# ASSIGNMENT
Every line of the records that holds the word "html" should be copied.

# ENTRIES SUPPLIED
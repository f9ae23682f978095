//! This crate holds the type model of a Common Trace Format (CTF) trace.
//!
//! A CTF trace is self-describing: the physical layout of every packet
//! header, packet context, event header and event payload is given by the
//! trace's metadata. The [`Metadata`] type is the in-memory form of that
//! schema, already lowered from TSDL. It can be built programmatically or
//! loaded from a JSON snapshot with [`Metadata::from_json()`].
//!
//! The model is immutable once built and is shared by all decode sessions
//! reading the trace.
//!
//! [`Metadata`]: struct.Metadata.html
//! [`Metadata::from_json()`]: struct.Metadata.html#method.from_json

mod error;
mod metadata;
mod types;

pub use crate::error::MetadataError;
pub use crate::metadata::{EventDefinition, Metadata, StreamDefinition, TraceDefinition};
pub use crate::types::{
    align_up, ArrayLength, ArrayType, ByteOrder, Encoding, EnumMapping, EnumType, Field,
    FloatType, IntegerType, StringType, StructType, TypeNode, VariantType,
};

/// Magic number found in the `magic` field of a CTF trace packet header.
pub const CTF_MAGIC: u64 = 0xC1FC_1FC1;
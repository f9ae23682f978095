//! Decode sessions over one physical CTF stream.
//!
//! A stream starts with the trace packet header, followed by packets. Each
//! packet is a packet context and a run of event records, padded up to the
//! packet size. An event record is an event header followed by the payload
//! of the event the header names.
//!
//! `CtfDataStream` hands out event headers one at a time. Payloads are only
//! decoded when asked for; a payload that is not read is skipped when the
//! next header is requested.

use crate::config::DecoderConfig;
use crate::cursor::BitCursor;
use crate::decoder::TypeDecoder;
use crate::error::{DecodeError, Result};
use crate::packet::PacketContext;
use crate::value::{StructValue, Value};
use ctfmeta::{EventDefinition, Metadata, StreamDefinition, StructType, TypeNode, CTF_MAGIC};
use log::{debug, trace, warn};
use std::io::Read;

#[derive(Clone, Copy, Eq, PartialEq, Debug)]
pub enum StreamState {
    Initialized,
    /// A packet context has been decoded and no event header is pending.
    PacketReady,
    /// An event header has been decoded and its payload not yet consumed.
    EventHeaderReady,
    EndOfStream,
    /// A decode error occurred; the session cannot continue.
    Failed,
}

/// A decoded event header.
#[derive(Clone, Debug)]
pub struct EventHeader<'m> {
    pub definition: &'m EventDefinition,
    /// The timestamp as stored in the header, possibly truncated to fewer
    /// than 64 bits.
    pub timestamp: u64,
    /// The full 64 bit clock value reconstructed from `timestamp`.
    pub clock: u64,
    pub value: StructValue,
}

pub struct CtfDataStream<'m, R> {
    cursor: BitCursor<R>,
    metadata: &'m Metadata,
    stream: &'m StreamDefinition,
    config: DecoderConfig,
    trace_header: StructValue,
    packet: PacketContext,
    packet_index: u64,
    state: StreamState,
    pending: Option<&'m EventDefinition>,
    clock: u64,
}

impl<'m, R: Read> CtfDataStream<'m, R> {
    pub fn open(source: R, metadata: &'m Metadata) -> Result<CtfDataStream<'m, R>> {
        CtfDataStream::with_config(source, metadata, DecoderConfig::default())
    }

    /// Decodes the trace header and the first packet context.
    pub fn with_config(
        source: R,
        metadata: &'m Metadata,
        config: DecoderConfig,
    ) -> Result<CtfDataStream<'m, R>> {
        let mut cursor = BitCursor::with_capacity(source, config.initial_buffer_capacity);

        if !cursor.has_more_data()? {
            debug!("empty source, no packets to decode");
            let stream = metadata
                .stream(0)
                .or_else(|| metadata.streams().next())
                .ok_or(DecodeError::EndOfStream)?;

            return Ok(CtfDataStream {
                cursor,
                metadata,
                stream,
                config,
                trace_header: StructValue::new(),
                packet: PacketContext::default(),
                packet_index: 0,
                state: StreamState::EndOfStream,
                pending: None,
                clock: 0,
            });
        }

        let trace_header =
            TypeDecoder::new(&config).decode_struct(&mut cursor, &metadata.trace().packet_header)?;

        if let Some(magic) = trace_header.get("magic").and_then(Value::as_u64) {
            if magic != CTF_MAGIC {
                return Err(DecodeError::unsupported(format!(
                    "bad trace magic {:#x}, expected {:#x}",
                    magic, CTF_MAGIC
                )));
            }
        }

        let stream_id = match trace_header.get("stream_id") {
            Some(value) => value.as_u64().ok_or_else(|| {
                DecodeError::corrupt(0, "trace header `stream_id` is not an unsigned integer")
            })?,
            None => 0,
        };
        let stream = metadata.stream(stream_id).ok_or_else(|| {
            DecodeError::corrupt(0, format!("trace header names unknown stream {}", stream_id))
        })?;

        debug!("decoding stream {} with {} event kinds", stream_id, stream.num_events());

        let mut session = CtfDataStream {
            cursor,
            metadata,
            stream,
            config,
            trace_header,
            packet: PacketContext::default(),
            packet_index: 0,
            state: StreamState::Initialized,
            pending: None,
            clock: 0,
        };

        match session.enter_packet() {
            Ok(true) => session.state = StreamState::PacketReady,
            Ok(false) => session.state = StreamState::EndOfStream,
            Err(e) => return Err(e),
        }

        Ok(session)
    }

    /// Decodes the next event header, moving on to the next packet when the
    /// current one is exhausted. Returns `None` at the end of the stream.
    ///
    /// If the payload of the previous event was not read it is skipped.
    pub fn next_event_header(&mut self) -> Result<Option<EventHeader<'m>>> {
        match self.state {
            StreamState::EndOfStream => return Ok(None),
            StreamState::Failed => return Err(DecodeError::SessionFailed),
            _ => {}
        }

        let result = self.advance();
        match result {
            Ok(header) => {
                self.pending = Some(header.definition);
                self.state = StreamState::EventHeaderReady;
                Ok(Some(header))
            }
            Err(DecodeError::EndOfStream) => {
                debug!("end of stream after {} packets", self.packet_index);
                self.state = StreamState::EndOfStream;
                Ok(None)
            }
            Err(e) => Err(self.fail(e)),
        }
    }

    /// Iterates over the remaining event headers, skipping every payload.
    pub fn event_headers(&mut self) -> EventHeaders<'_, 'm, R> {
        EventHeaders { stream: self }
    }

    /// Decodes the payload of the event whose header was returned last.
    /// `definition` must be the one that header named.
    pub fn read_event(&mut self, definition: &EventDefinition) -> Result<StructValue> {
        self.take_pending(definition)?;

        let result = TypeDecoder::new(&self.config).decode_struct(&mut self.cursor, &definition.fields);
        match result {
            Ok(value) => {
                self.state = StreamState::PacketReady;
                Ok(value)
            }
            Err(e) => Err(self.fail(e)),
        }
    }

    /// Like `read_event`, but payloads of a fixed size are skipped without
    /// being decoded, in which case `None` is returned. The skipped bytes are
    /// still available through `record_bytes()`.
    pub fn read_event_fast(&mut self, definition: &EventDefinition) -> Result<Option<StructValue>> {
        if !definition.is_fixed_size {
            return self.read_event(definition).map(Some);
        }

        self.take_pending(definition)?;
        match skip_fixed(&mut self.cursor, &definition.fields, definition.fixed_size_bits) {
            Ok(()) => {
                self.state = StreamState::PacketReady;
                Ok(None)
            }
            Err(e) => Err(self.fail(e)),
        }
    }

    /// The raw bytes of the current event record, header included, as far
    /// as it has been consumed.
    pub fn record_bytes(&self) -> &[u8] {
        self.cursor.record_bytes()
    }

    pub fn packet_context(&self) -> &PacketContext {
        &self.packet
    }

    /// Number of packet contexts decoded so far.
    pub fn packet_index(&self) -> u64 {
        self.packet_index
    }

    pub fn stream_definition(&self) -> &'m StreamDefinition {
        self.stream
    }

    pub fn metadata(&self) -> &'m Metadata {
        self.metadata
    }

    pub fn trace_header(&self) -> &StructValue {
        &self.trace_header
    }

    pub fn cpu(&self) -> u64 {
        self.packet.cpu_id
    }

    pub fn state(&self) -> StreamState {
        self.state
    }

    pub fn packet_offset_bits(&self) -> u64 {
        self.cursor.packet_offset_bits()
    }

    /// Bytes consumed from the source so far.
    pub fn stream_offset_bytes(&self) -> u64 {
        self.cursor.stream_offset_bytes()
    }

    pub fn into_inner(self) -> R {
        self.cursor.into_inner()
    }

    fn advance(&mut self) -> Result<EventHeader<'m>> {
        if let Some(definition) = self.pending.take() {
            debug!("skipping unread payload of `{}`", definition.name);
            if definition.is_fixed_size {
                skip_fixed(&mut self.cursor, &definition.fields, definition.fixed_size_bits)?;
            } else {
                TypeDecoder::new(&self.config).decode_struct(&mut self.cursor, &definition.fields)?;
            }
            self.state = StreamState::PacketReady;
        }

        loop {
            if self.cursor.content_exhausted() {
                if !self.cursor.next_packet()? {
                    warn!(
                        "stream ends inside the padding of packet {}",
                        self.packet_index
                    );
                    return Err(DecodeError::EndOfStream);
                }
                if !self.enter_packet()? {
                    return Err(DecodeError::EndOfStream);
                }
                continue;
            }

            // Inside declared content this never fails; a missing record
            // surfaces as truncation when its header is read.
            self.cursor.begin_record();
            if !self.cursor.has_more_data()? {
                return Err(DecodeError::EndOfStream);
            }
            break;
        }

        self.decode_event_header()
    }

    fn decode_event_header(&mut self) -> Result<EventHeader<'m>> {
        let offset = self.cursor.packet_offset_bits();
        let value = TypeDecoder::new(&self.config)
            .decode_struct(&mut self.cursor, &self.stream.event_header)?;

        let (id, timestamp) = header_fields(&self.stream.event_header, &value);
        let id = id.unwrap_or(0);
        let definition = self.stream.event(id).ok_or_else(|| {
            DecodeError::corrupt(
                offset,
                format!("unknown event id {} in stream {}", id, self.stream.id),
            )
        })?;

        let (timestamp, clock) = match timestamp {
            Some((timestamp, size_bits)) => (timestamp, self.update_clock(timestamp, size_bits)),
            None => (0, self.clock),
        };

        trace!(
            "event `{}` (id {}) at bit {}, clock {}",
            definition.name,
            id,
            offset,
            clock
        );

        Ok(EventHeader {
            definition,
            timestamp,
            clock,
            value,
        })
    }

    /// Decodes a packet context at the current position. Returns `false` if
    /// the source ends before one is complete.
    fn enter_packet(&mut self) -> Result<bool> {
        self.cursor.begin_record();
        if !self.cursor.has_more_data()? {
            return Ok(false);
        }

        let context = match TypeDecoder::new(&self.config)
            .decode_struct(&mut self.cursor, &self.stream.packet_context)
        {
            Ok(context) => context,
            Err(DecodeError::CorruptData { .. }) if self.cursor.is_eof() => {
                warn!("stream ends inside the context of packet {}", self.packet_index);
                return Ok(false);
            }
            Err(e) => return Err(e),
        };

        let packet = PacketContext::from_value(&context);
        self.cursor
            .set_packet_bounds(packet.content_size_bits, packet.packet_size_bits)?;

        debug!(
            "packet {}: content {} bits, packet {} bits, cpu {}, {} events discarded",
            self.packet_index,
            packet.content_size_bits,
            packet.packet_size_bits,
            packet.cpu_id,
            packet.events_discarded
        );

        self.packet = packet;
        self.packet_index += 1;
        self.clock = packet.timestamp_begin;
        self.state = StreamState::PacketReady;
        Ok(true)
    }

    /// Extends a timestamp of `size_bits` bits to the full clock, assuming
    /// less than one wrap-around since the previous value.
    fn update_clock(&mut self, timestamp: u64, size_bits: u32) -> u64 {
        if size_bits >= 64 {
            self.clock = timestamp;
            return self.clock;
        }

        let mask = (1u64 << size_bits) - 1;
        let mut clock = (self.clock & !mask) | (timestamp & mask);
        if timestamp & mask < self.clock & mask {
            clock = clock.wrapping_add(mask + 1);
        }

        self.clock = clock;
        clock
    }

    // Misuse leaves the session and the pending header untouched.
    fn take_pending(&mut self, definition: &EventDefinition) -> Result<()> {
        if self.state == StreamState::Failed {
            return Err(DecodeError::SessionFailed);
        }

        let pending = self.pending.ok_or(DecodeError::NoPendingEvent)?;
        if pending.id != definition.id {
            return Err(DecodeError::EventMismatch {
                pending: pending.id,
                requested: definition.id,
            });
        }

        self.pending = None;
        Ok(())
    }

    fn fail(&mut self, error: DecodeError) -> DecodeError {
        debug!(
            "decode failed at byte {} of the source: {}",
            self.cursor.stream_offset_bytes(),
            error
        );
        self.state = StreamState::Failed;
        self.pending = None;
        error
    }
}

pub struct EventHeaders<'s, 'm, R> {
    stream: &'s mut CtfDataStream<'m, R>,
}

impl<'s, 'm, R: Read> Iterator for EventHeaders<'s, 'm, R> {
    type Item = Result<EventHeader<'m>>;

    fn next(&mut self) -> Option<Self::Item> {
        if self.stream.state == StreamState::Failed {
            return None;
        }
        self.stream.next_event_header().transpose()
    }
}

fn skip_fixed<R: Read>(cursor: &mut BitCursor<R>, fields: &StructType, size_bits: u64) -> Result<()> {
    cursor.align(fields.align_bits())?;
    cursor.read_bits(size_bits)?;
    Ok(())
}

/// Extracts the event id and the timestamp, with its width, from a decoded
/// event header.
///
/// Headers with a variant `v` follow the compact/extended convention: the
/// `"extended"` member carries the real id and a wide timestamp, any other
/// member only a timestamp, with the id taken from the enum `id`.
fn header_fields(ty: &StructType, value: &StructValue) -> (Option<u64>, Option<(u64, u32)>) {
    let top_id = value.get("id").and_then(Value::as_u64);

    let (tag, member) = match value.get("v").and_then(Value::as_variant) {
        Some(selected) => selected,
        None => return (top_id, timestamp_in(Some(ty), Some(value))),
    };

    let member_ty = match ty.get("v") {
        Some(TypeNode::Variant(variant)) => variant.get(tag).and_then(TypeNode::as_struct),
        _ => None,
    };
    let member = member.as_struct();

    let id = if tag == "extended" {
        member.and_then(|m| m.get("id")).and_then(Value::as_u64)
    } else {
        top_id
    };

    (id, timestamp_in(member_ty, member))
}

fn timestamp_in(ty: Option<&StructType>, value: Option<&StructValue>) -> Option<(u64, u32)> {
    let size_bits = ty?.get("timestamp")?.integer_size_bits()?;
    let timestamp = value?.get("timestamp")?.as_u64()?;
    Some((timestamp, size_bits))
}
use thiserror::Error;

/// Errors raised while assembling or loading a type model.
#[derive(Debug, Error)]
pub enum MetadataError {
    #[error("duplicate stream id {id}")]
    DuplicateStream { id: u64 },

    #[error("duplicate event id {id} in stream {stream_id}")]
    DuplicateEvent { stream_id: u64, id: u64 },

    #[error("duplicate field `{name}` in {context}")]
    DuplicateField { context: String, name: String },

    #[error("alignment of {align_bits} bits in {context} is not a power of two")]
    InvalidAlignment { context: String, align_bits: u32 },

    #[error("trace does not declare any stream")]
    NoStreams,

    #[error("could not parse metadata snapshot: {0}")]
    Json(#[from] serde_json::Error),
}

# SOLUTION TO THIS TASK
//! [`Metadata`]: struct.Metadata.html
//! [`Metadata::from_json()`]: struct.Metadata.html#method.from_json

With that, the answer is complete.